**Work to complete**:
In the data below, which lines hold the word "null"? Copy them.

(Extracted data entries)

++++++

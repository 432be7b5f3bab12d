//! Mesh control through the `tailscale` command-line client.

use std::path::{Path, PathBuf};

use async_trait::async_trait;
use tailswan_core::{ControlError, MeshControl, MeshStatus, MeshUpOptions, ServeConfig};
use tracing::{debug, info};

use crate::command::{display_command, run_tool};

/// Default `tailscale` executable.
pub const TAILSCALE: &str = "tailscale";

/// [`MeshControl`] backed by `tailscale --socket <sock> …`.
#[derive(Debug, Clone)]
pub struct TailscaleCli {
    program: String,
    socket: PathBuf,
}

impl TailscaleCli {
    pub fn new(socket: impl Into<PathBuf>) -> Self {
        Self::with_program(TAILSCALE, socket)
    }

    pub fn with_program(program: impl Into<String>, socket: impl Into<PathBuf>) -> Self {
        Self {
            program: program.into(),
            socket: socket.into(),
        }
    }

    pub fn socket(&self) -> &Path {
        &self.socket
    }

    fn args<I, S>(&self, rest: I) -> Vec<String>
    where
        I: IntoIterator<Item = S>,
        S: Into<String>,
    {
        let mut args = vec![format!("--socket={}", self.socket.display())];
        args.extend(rest.into_iter().map(Into::into));
        args
    }
}

/// Arguments for `tailscale up`.
pub fn up_args(options: &MeshUpOptions) -> Vec<String> {
    let mut args = vec!["up".to_string(), format!("--hostname={}", options.hostname)];
    if let Some(key) = options.auth_key.as_deref().filter(|k| !k.is_empty()) {
        args.push(format!("--authkey={key}"));
    }
    if !options.advertise_routes.is_empty() {
        args.push(format!(
            "--advertise-routes={}",
            options.advertise_routes.join(",")
        ));
    }
    if options.ssh {
        args.push("--ssh".to_string());
    }
    args.extend(options.extra_args.iter().cloned());
    args
}

#[async_trait]
impl MeshControl for TailscaleCli {
    async fn status(&self) -> Result<MeshStatus, ControlError> {
        let output = run_tool(&self.program, &self.args(["status", "--json"]), None).await?;
        Ok(serde_json::from_str(&output)?)
    }

    async fn up(&self, options: &MeshUpOptions) -> Result<(), ControlError> {
        let args = self.args(up_args(options));
        info!(command = %display_command(&self.program, &args), "Bringing up mesh node");
        run_tool(&self.program, &args, None).await.map(drop)
    }

    async fn set_serve_config(&self, config: &ServeConfig) -> Result<(), ControlError> {
        let body = serde_json::to_vec(config)?;
        debug!(bytes = body.len(), "Applying serve configuration");
        run_tool(&self.program, &self.args(["serve", "set-raw"]), Some(&body))
            .await
            .map(drop)
    }

    async fn serve_config(&self) -> Result<Option<ServeConfig>, ControlError> {
        let output = run_tool(&self.program, &self.args(["serve", "status", "--json"]), None).await?;
        let trimmed = output.trim();
        if trimmed.is_empty() || trimmed == "{}" || trimmed == "null" {
            return Ok(None);
        }
        Ok(Some(serde_json::from_str(trimmed)?))
    }
}

#[cfg(test)]
mod tests {
    use super::*;

    #[test]
    fn test_up_args_full() {
        let options = MeshUpOptions {
            hostname: "gw".to_string(),
            auth_key: Some("tskey-abc".to_string()),
            advertise_routes: vec!["10.0.0.0/24".to_string(), "10.1.0.0/24".to_string()],
            ssh: true,
            extra_args: vec!["--accept-dns=false".to_string()],
        };
        assert_eq!(
            up_args(&options),
            [
                "up",
                "--hostname=gw",
                "--authkey=tskey-abc",
                "--advertise-routes=10.0.0.0/24,10.1.0.0/24",
                "--ssh",
                "--accept-dns=false"
            ]
        );
    }

    #[test]
    fn test_up_args_minimal() {
        let options = MeshUpOptions {
            hostname: "tailswan".to_string(),
            auth_key: Some(String::new()),
            ..MeshUpOptions::default()
        };
        assert_eq!(up_args(&options), ["up", "--hostname=tailswan"]);
    }

    #[test]
    fn test_socket_flag_comes_first() {
        let cli = TailscaleCli::new("/run/ts.sock");
        assert_eq!(
            cli.args(["status", "--json"]),
            ["--socket=/run/ts.sock", "status", "--json"]
        );
    }

    #[cfg(unix)]
    #[tokio::test]
    async fn test_status_parses_json() {
        let dir = tempfile::tempdir().unwrap();
        let script = dir.path().join("tailscale");
        std::fs::write(
            &script,
            "#!/bin/sh\necho '{\"BackendState\":\"Running\",\"Peer\":null}'\n",
        )
        .unwrap();
        {
            use std::os::unix::fs::PermissionsExt;
            std::fs::set_permissions(&script, std::fs::Permissions::from_mode(0o755)).unwrap();
        }

        let cli = TailscaleCli::with_program(script.display().to_string(), "/run/ts.sock");
        let status = cli.status().await.unwrap();
        assert_eq!(status.backend_state, "Running");
        assert_eq!(status.peers().count(), 0);
    }
}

++++++

**Final answer**:
        if trimmed.is_empty() || trimmed == "{}" || trimmed == "null" {
            "#!/bin/sh\necho '{\"BackendState\":\"Running\",\"Peer\":null}'\n",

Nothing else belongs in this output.